Data records
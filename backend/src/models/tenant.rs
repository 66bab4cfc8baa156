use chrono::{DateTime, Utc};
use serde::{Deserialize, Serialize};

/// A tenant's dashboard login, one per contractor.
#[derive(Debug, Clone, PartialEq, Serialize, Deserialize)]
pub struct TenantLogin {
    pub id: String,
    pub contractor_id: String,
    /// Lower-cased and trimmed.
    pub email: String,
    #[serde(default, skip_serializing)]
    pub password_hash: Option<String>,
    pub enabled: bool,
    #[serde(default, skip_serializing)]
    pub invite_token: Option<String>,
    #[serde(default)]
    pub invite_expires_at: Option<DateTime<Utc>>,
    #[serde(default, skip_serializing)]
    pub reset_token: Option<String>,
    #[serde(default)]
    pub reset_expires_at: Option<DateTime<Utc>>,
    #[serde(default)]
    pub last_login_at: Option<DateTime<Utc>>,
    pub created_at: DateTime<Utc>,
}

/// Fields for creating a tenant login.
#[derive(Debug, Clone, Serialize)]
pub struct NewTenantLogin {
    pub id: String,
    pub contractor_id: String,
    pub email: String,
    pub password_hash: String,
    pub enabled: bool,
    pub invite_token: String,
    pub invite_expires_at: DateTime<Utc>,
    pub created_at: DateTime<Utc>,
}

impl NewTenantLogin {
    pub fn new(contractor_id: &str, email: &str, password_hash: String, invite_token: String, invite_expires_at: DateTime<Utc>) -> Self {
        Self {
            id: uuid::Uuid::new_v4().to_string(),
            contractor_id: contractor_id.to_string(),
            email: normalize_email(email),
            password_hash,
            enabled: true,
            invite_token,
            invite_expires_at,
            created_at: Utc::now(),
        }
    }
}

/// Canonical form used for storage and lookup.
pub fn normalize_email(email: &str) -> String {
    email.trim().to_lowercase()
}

How to complete this task
An exact copy of the lines from the one with "pub struct TenantLogin" through the final line of the entries is the whole answer.

Your response
pub struct TenantLogin {
    pub id: String,
    pub contractor_id: String,
    /// Lower-cased and trimmed.
    pub email: String,
    #[serde(default, skip_serializing)]
    pub password_hash: Option<String>,
    pub enabled: bool,
    #[serde(default, skip_serializing)]
    pub invite_token: Option<String>,
    #[serde(default)]
    pub invite_expires_at: Option<DateTime<Utc>>,
    #[serde(default, skip_serializing)]
    pub reset_token: Option<String>,
    #[serde(default)]
    pub reset_expires_at: Option<DateTime<Utc>>,
    #[serde(default)]
    pub last_login_at: Option<DateTime<Utc>>,
    pub created_at: DateTime<Utc>,
}

/// Fields for creating a tenant login.
#[derive(Debug, Clone, Serialize)]
pub struct NewTenantLogin {
    pub id: String,
    pub contractor_id: String,
    pub email: String,
    pub password_hash: String,
    pub enabled: bool,
    pub invite_token: String,
    pub invite_expires_at: DateTime<Utc>,
    pub created_at: DateTime<Utc>,
}

impl NewTenantLogin {
    pub fn new(contractor_id: &str, email: &str, password_hash: String, invite_token: String, invite_expires_at: DateTime<Utc>) -> Self {
        Self {
            id: uuid::Uuid::new_v4().to_string(),
            contractor_id: contractor_id.to_string(),
            email: normalize_email(email),
            password_hash,
            enabled: true,
            invite_token,
            invite_expires_at,
            created_at: Utc::now(),
        }
    }
}

/// Canonical form used for storage and lookup.
pub fn normalize_email(email: &str) -> String {
    email.trim().to_lowercase()
}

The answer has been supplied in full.